Guido Folonari’s excellent Brunello di Montalcino ‘Ugolforte’ has come up trumps again, this time scoring 91 Points in the April 2010 edition of Wine Spectator. A multiple award winner, including Tre Biccheri (the highest award) in the 2010 Gambero Rosso, Ugolforte is quickly gaining notoriety as one of Italy’s great value Brunellos. Here’s what James Suckling had to say:

“Wonderful aromas to this wine of Indian spices and berries with hints of sultanas. Full bodied, with super velvety tannins and a long, flavourful finish. A subtle, complex and balanced wine. Best after 2010, but why wait?”

One of our customer’s favourites – Westend Estate – last weekend scored a remarkable achievement by winning the “The Wine Society Perpetual Trophy for Most Successful Winery” at the 2010 Sydney International Wine Show. This was awarded on top of a huge haul of nine medals at Australia’s most prolific wine show.

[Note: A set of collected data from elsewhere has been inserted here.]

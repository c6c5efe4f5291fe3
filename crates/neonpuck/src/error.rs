//! Unified error type for the Neon Puck server.
//!
//! Only failures that end the process or a connection surface here. A
//! frame that fails to decode is logged and skipped, and a refused room
//! request becomes a `join-error` for that client, so neither has a
//! variant.

use neonpuck_transport::TransportError;

use crate::config::ConfigError;

#[derive(Debug, thiserror::Error)]
pub enum NeonPuckError {
    /// Socket-level failure (bind, accept, send, receive).
    #[error(transparent)]
    Transport(#[from] TransportError),

    #[error(transparent)]
    Config(#[from] ConfigError),
}

#[cfg(test)]
mod tests {
    use super::*;

    #[test]
    fn test_from_transport_error() {
        let err: NeonPuckError = TransportError::Closed.into();
        assert!(matches!(err, NeonPuckError::Transport(_)));
        assert_eq!(err.to_string(), "connection closed");
    }

    #[test]
    fn test_from_config_error() {
        let err: NeonPuckError = ConfigError::InvalidAddress("nowhere".into()).into();
        assert!(matches!(err, NeonPuckError::Config(_)));
        assert!(err.to_string().contains("nowhere"));
    }
}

Westend Estate Wines Director, Bill Calabria, collected the award on the day and said the trophy and awards reflected the winery’s commitment and investment in the Riverina region. Enthused Calabria also described the win as a “fantastic note to start the year.” Westend Estate Wines was established in 1945 by Bill’s parents, Francesco and Elizabeth Calabria. The newly arrived young Italian migrants bought with them expertise of traditional Italian cooking and the love of making wines. These were the foundations laid out for what would become one Australia’s most interesting family winemakers.

Today the winery harvests 14,000 tonnes of grapes per annum, exports to over 30 countries around the world and employs over 40 people, including six members of the Calabria family.

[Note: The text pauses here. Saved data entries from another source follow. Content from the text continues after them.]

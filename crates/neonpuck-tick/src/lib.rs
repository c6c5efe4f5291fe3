//! Time for Neon Puck rooms: a fixed-rate tick driver and a set of named,
//! cancelable one-shot timers.
//!
//! Both are built to be polled from a room actor's `tokio::select!` loop.
//! Neither spawns tasks, so dropping the owner cancels everything:
//!
//! ```ignore
//! loop {
//!     tokio::select! {
//!         Some(cmd) = commands.recv() => { /* ... */ }
//!         _ = scheduler.wait_for_tick() => {
//!             let event = step(&mut state);
//!             scheduler.record_tick_end();
//!         }
//!         kind = timers.expired() => { /* countdown, goal pause, cleanup */ }
//!     }
//! }
//! ```
//!
//! A stopped scheduler and an empty timer set pend forever, which is what
//! lets them sit in `select!` unconditionally.

mod config;
mod scheduler;
mod timers;

pub use config::{TickConfig, TickPolicy};
pub use scheduler::{TickInfo, TickMetrics, TickScheduler};
pub use timers::TimerSet;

Something that really annoys me is the misplacement of apostrophes. You’ve all seen the corner store with the “breakfast roll’s, sweet’s, drink’s, newspaper’s” sign. Without sounding like a total spanner I’ve been redesigning some winelists recently, and I’ve got to say the standard of English on a lot of them is atrocious, making me feel a lot more comfortable with said “sweet’s” .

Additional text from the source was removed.